The key here is that, unlike a traditional V-Sync on environment, the back buffer is not flipped to the front, nor are additional buffers used for storage. Rather, the latest frames from the LRB, pulled from the back buffer, are sent to the front buffer and displayed as quickly as possible. Point is, Nvidia claims V-Sync on-like smoothness without the speed slowdowns demanded by a fixed monitor refresh rate. It works best on older games used by professional gamers. We'll have to see how well it works in practise.
GPU Boost 3.0
Last but certainly not least, Nvidia introduces the latest iteration of GPU Boost technology which promises more fine-grained control over the GPU's abilities than ever before.
The way in which the GPU jumps up in frequency falls under the auspice of GPU Boost 3.0. Previous GPUs have enabled boost frequencies by pushing the curve upwards across the entire voltage range of the GPU. Though it works well enough, simply shifting the curve upwards means that the frequency potential at other areas of the curve is lost because not all voltage points are considered.
GPU frequency scaling is individual to each sample and GPU Boost 3.0 addresses that by now, when overclocking, allowing the user to examine the maximum clock speed for any given voltage point. By looking at the maximum frequency per point, the overclocking curve better resembles the absolute frequency headroom available.
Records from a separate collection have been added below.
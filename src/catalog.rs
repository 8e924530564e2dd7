//! Catalog
//!
//! The catalog holds everything about the mill that does not change between
//! bills: who is selling, what can be sold, and the per-kilogram rate.
//! The built-in defaults can be overridden from a YAML file:
//!
//! ```yaml
//! seller:
//!   name: Kalaiselvi Traders
//!   address: 267, EH Road, Vysarpadi, Chennai - 39
//! rate_per_kg: "35 INR"
//! items: [Coconut, Gingelly, Groundnut]
//! output_file: kalaiselvi_bill.pdf
//! ```

use std::{fs, path::Path};

use rust_decimal::Decimal;
use rusty_money::{
    Money,
    iso::{Currency, INR},
};
use serde::Deserialize;
use thiserror::Error;
use tracing::debug;

use crate::seller::SellerIdentity;

/// Items sold by the mill, in display order.
pub const ITEMS: [&str; 3] = ["Coconut", "Gingelly", "Groundnut"];

/// Rate charged for every item, in rupees per kilogram.
pub const RATE_PER_KG: i64 = 35;

/// File name the rendered bill is saved under.
pub const OUTPUT_FILE: &str = "kalaiselvi_bill.pdf";

/// Money in the mill's currency.
pub type Rupees = Money<'static, Currency>;

/// Catalog loading and lookup errors
#[derive(Debug, Error)]
pub enum CatalogError {
    /// IO error reading the catalog file
    #[error("Failed to read catalog file: {0}")]
    Io(#[from] std::io::Error),

    /// YAML parsing error
    #[error("Failed to parse YAML: {0}")]
    Yaml(#[from] serde_norway::Error),

    /// Rate was not in the `AMOUNT CURRENCY` format
    #[error("Invalid rate format: {0}")]
    InvalidRate(String),

    /// Rate was given in a currency other than rupees
    #[error("Unknown currency code: {0}")]
    UnknownCurrency(String),

    /// Rate was below zero
    #[error("Rate per kg must not be negative: {0}")]
    NegativeRate(String),

    /// Catalog lists no items
    #[error("Catalog must list at least one item")]
    NoItems,

    /// Output file name was blank
    #[error("Output file name must not be empty")]
    EmptyOutputFile,

    /// Requested item is not sold
    #[error("Unknown item {0:?}")]
    UnknownItem(String),
}

/// Catalog file as written on disk; every field falls back to the default.
#[derive(Debug, Default, Deserialize)]
#[serde(deny_unknown_fields)]
struct CatalogFile {
    seller: Option<SellerIdentity>,
    rate_per_kg: Option<String>,
    items: Option<Vec<String>>,
    output_file: Option<String>,
}

/// Seller, items and rate used to price and render bills.
#[derive(Debug, Clone)]
pub struct Catalog {
    seller: SellerIdentity,
    rate_per_kg: Rupees,
    items: Vec<String>,
    output_file: String,
}

impl Default for Catalog {
    fn default() -> Self {
        Self {
            seller: SellerIdentity::default(),
            rate_per_kg: Money::from_decimal(Decimal::from(RATE_PER_KG), INR),
            items: ITEMS.iter().map(ToString::to_string).collect(),
            output_file: OUTPUT_FILE.to_string(),
        }
    }
}

impl Catalog {
    /// Load a catalog from a YAML file.
    ///
    /// # Errors
    ///
    /// Returns an error if the file cannot be read or parsed, or if any
    /// field it sets is invalid.
    pub fn from_path(path: impl AsRef<Path>) -> Result<Self, CatalogError> {
        let path = path.as_ref();
        let contents = fs::read_to_string(path)?;

        debug!(path = %path.display(), "loading catalog");

        Self::from_yaml_str(&contents)
    }

    /// Parse a catalog from a YAML string.
    ///
    /// # Errors
    ///
    /// Returns an error if the YAML cannot be parsed, the rate is malformed,
    /// negative or not in INR, the item list is empty, or the output file
    /// name is blank.
    pub fn from_yaml_str(contents: &str) -> Result<Self, CatalogError> {
        if contents.trim().is_empty() {
            return Ok(Self::default());
        }

        let file: Option<CatalogFile> = serde_norway::from_str(contents)?;

        file.unwrap_or_default().try_into()
    }

    /// Who is issuing the bills.
    pub fn seller(&self) -> &SellerIdentity {
        &self.seller
    }

    /// Uniform rate per kilogram.
    pub fn rate_per_kg(&self) -> Rupees {
        self.rate_per_kg
    }

    /// Item names in display order.
    pub fn items(&self) -> &[String] {
        &self.items
    }

    /// File name bills are saved under.
    pub fn output_file(&self) -> &str {
        &self.output_file
    }

    /// Resolve an item name, ignoring case, to its catalog spelling.
    ///
    /// # Errors
    ///
    /// Returns [`CatalogError::UnknownItem`] if the mill does not sell it.
    pub fn item(&self, name: &str) -> Result<&str, CatalogError> {
        let wanted = name.trim();

        self.items
            .iter()
            .find(|item| item.eq_ignore_ascii_case(wanted))
            .map(String::as_str)
            .ok_or_else(|| CatalogError::UnknownItem(name.to_string()))
    }
}

impl TryFrom<CatalogFile> for Catalog {
    type Error = CatalogError;

    fn try_from(file: CatalogFile) -> Result<Self, Self::Error> {
        let defaults = Catalog::default();

        let rate_per_kg = match file.rate_per_kg {
            Some(rate) => parse_rate(&rate)?,
            None => defaults.rate_per_kg,
        };

        let items = match file.items {
            Some(items) => items
                .into_iter()
                .map(|item| item.trim().to_string())
                .filter(|item| !item.is_empty())
                .collect(),
            None => defaults.items,
        };

        if items.is_empty() {
            return Err(CatalogError::NoItems);
        }

        let output_file = match file.output_file {
            Some(name) if name.trim().is_empty() => return Err(CatalogError::EmptyOutputFile),
            Some(name) => name.trim().to_string(),
            None => defaults.output_file,
        };

        Ok(Catalog {
            seller: file.seller.unwrap_or(defaults.seller),
            rate_per_kg,
            items,
            output_file,
        })
    }
}

/// Parse a rate string (e.g., "35 INR") into rupees.
///
/// # Errors
///
/// Returns an error if the string is not in the format "AMOUNT CURRENCY",
/// if the amount is not a decimal number, is negative or is finer than a
/// paisa, or if the currency is not INR.
pub fn parse_rate(s: &str) -> Result<Rupees, CatalogError> {
    let parts: Vec<&str> = s.split_whitespace().collect();

    let [amount, currency_code] = parts.as_slice() else {
        return Err(CatalogError::InvalidRate(format!(
            "Expected format 'AMOUNT CURRENCY', got: {s}"
        )));
    };

    let amount = amount
        .parse::<Decimal>()
        .map_err(|_err| CatalogError::InvalidRate(s.to_string()))?;

    if amount.is_sign_negative() && !amount.is_zero() {
        return Err(CatalogError::NegativeRate(s.to_string()));
    }

    if amount.normalize().scale() > 2 {
        return Err(CatalogError::InvalidRate(format!(
            "Rate must not have more than two decimal places, got: {s}"
        )));
    }

    if *currency_code != INR.iso_alpha_code {
        return Err(CatalogError::UnknownCurrency((*currency_code).to_string()));
    }

    Ok(Money::from_decimal(amount, INR))
}

#[cfg(test)]
mod tests {
    use testresult::TestResult;

    use super::*;

    #[test]
    fn default_catalog_matches_the_mill() {
        let catalog = Catalog::default();

        assert_eq!(catalog.items(), ["Coconut", "Gingelly", "Groundnut"]);
        assert_eq!(*catalog.rate_per_kg().amount(), Decimal::from(35));
        assert_eq!(catalog.seller().name, "Kalaiselvi Traders");
        assert_eq!(catalog.output_file(), "kalaiselvi_bill.pdf");
    }

    #[test]
    fn item_lookup_ignores_case() -> TestResult {
        let catalog = Catalog::default();

        assert_eq!(catalog.item("gingelly")?, "Gingelly");
        assert_eq!(catalog.item(" COCONUT ")?, "Coconut");

        Ok(())
    }

    #[test]
    fn item_lookup_rejects_unknown_items() {
        let catalog = Catalog::default();
        let result = catalog.item("Sunflower");

        assert!(matches!(result, Err(CatalogError::UnknownItem(name)) if name == "Sunflower"));
    }

    #[test]
    fn yaml_overrides_only_given_fields() -> TestResult {
        let catalog = Catalog::from_yaml_str(
            "rate_per_kg: \"42.50 INR\"\nitems: [Castor, Mustard]\n",
        )?;

        assert_eq!(*catalog.rate_per_kg().amount(), Decimal::new(4250, 2));
        assert_eq!(catalog.items(), ["Castor", "Mustard"]);
        assert_eq!(catalog.seller(), &SellerIdentity::default());
        assert_eq!(catalog.output_file(), OUTPUT_FILE);

        Ok(())
    }

    #[test]
    fn empty_yaml_gives_defaults() -> TestResult {
        let catalog = Catalog::from_yaml_str("")?;

        assert_eq!(catalog.items().len(), 3);

        Ok(())
    }

    #[test]
    fn yaml_rejects_unknown_fields() {
        let result = Catalog::from_yaml_str("discount: 10\n");

        assert!(matches!(result, Err(CatalogError::Yaml(_))));
    }

    #[test]
    fn yaml_rejects_empty_item_list() {
        let result = Catalog::from_yaml_str("items: []\n");

        assert!(matches!(result, Err(CatalogError::NoItems)));
    }

    #[test]
    fn yaml_rejects_blank_output_file() {
        let result = Catalog::from_yaml_str("output_file: \"  \"\n");

        assert!(matches!(result, Err(CatalogError::EmptyOutputFile)));
    }

    #[test]
    fn parse_rate_rejects_invalid_format() {
        let result = parse_rate("35INR");

        assert!(matches!(result, Err(CatalogError::InvalidRate(_))));
    }

    #[test]
    fn parse_rate_rejects_fractions_of_a_paisa() -> TestResult {
        let result = parse_rate("35.125 INR");

        assert!(matches!(result, Err(CatalogError::InvalidRate(_))));
        assert_eq!(*parse_rate("35.10 INR")?.amount(), Decimal::new(3510, 2));

        Ok(())
    }

    #[test]
    fn parse_rate_rejects_other_currencies() {
        let result = parse_rate("35 GBP");

        assert!(matches!(result, Err(CatalogError::UnknownCurrency(code)) if code == "GBP"));
    }

    #[test]
    fn parse_rate_rejects_negative_amounts() {
        let result = parse_rate("-1 INR");

        assert!(matches!(result, Err(CatalogError::NegativeRate(_))));
    }

    #[test]
    fn catalog_loads_from_file() -> TestResult {
        let dir = tempfile::tempdir()?;
        let path = dir.path().join("catalog.yml");

        fs::write(
            &path,
            "seller:\n  name: Test Mill\n  address: 1, Main Road\noutput_file: bill.pdf\n",
        )?;

        let catalog = Catalog::from_path(&path)?;

        assert_eq!(catalog.seller().name, "Test Mill");
        assert_eq!(catalog.output_file(), "bill.pdf");

        Ok(())
    }
}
The graphic shows how GPU Boost 2.0 and 3.0 go about their business. GPU Boost 2.0, the left-hand picture, shows how simply forcing the speed up offers extra performance but doesn't maximise the headroom. GPU Boost 3.0, on the other hand, gets closer. The way this is achieved is by letting an overclocking program manually overclock the GPU for each frequency point and then construct the green line on the right. EVGA's Precision X is able to do this though it does take a while to cycle through each point and determine its highest speed.